__BRIEF__.
Below are records; how many of their lines contain "walking"? Give the number and no other words.

====== PROVIDED DATA

//! Shared utilities for CLI commands

use anyhow::{Context, Result};
use layoutd_core::CONFIG_FILE_NAME;
use std::path::{Path, PathBuf};

/// Name of the per-project state directory (locks, logs)
pub const STATE_DIR: &str = ".layoutd";

/// Find the project root by walking up from cwd to find layoutd.toml
pub fn find_project_root() -> Result<PathBuf> {
    let current = std::env::current_dir().context("Failed to get current directory")?;
    find_project_root_from(&current)
}

/// Find the project root by walking up from `start`
pub fn find_project_root_from(start: &Path) -> Result<PathBuf> {
    let mut current = start.to_path_buf();

    loop {
        if current.join(CONFIG_FILE_NAME).is_file() {
            return Ok(current);
        }

        match current.parent() {
            Some(parent) => current = parent.to_path_buf(),
            None => anyhow::bail!(
                "Not a layoutd project (no {} found). Run 'layoutd config path --create' to create one.",
                CONFIG_FILE_NAME
            ),
        }
    }
}

/// Path of the config file in `root`
pub fn config_path(root: &Path) -> PathBuf {
    root.join(CONFIG_FILE_NAME)
}

/// State directory in `root`
pub fn state_dir(root: &Path) -> PathBuf {
    root.join(STATE_DIR)
}

/// Display `path` relative to `root` when possible
pub fn display_relative(path: &Path, root: &Path) -> String {
    path.strip_prefix(root).unwrap_or(path).display().to_string()
}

============

__YOUR RESPONSE__.
2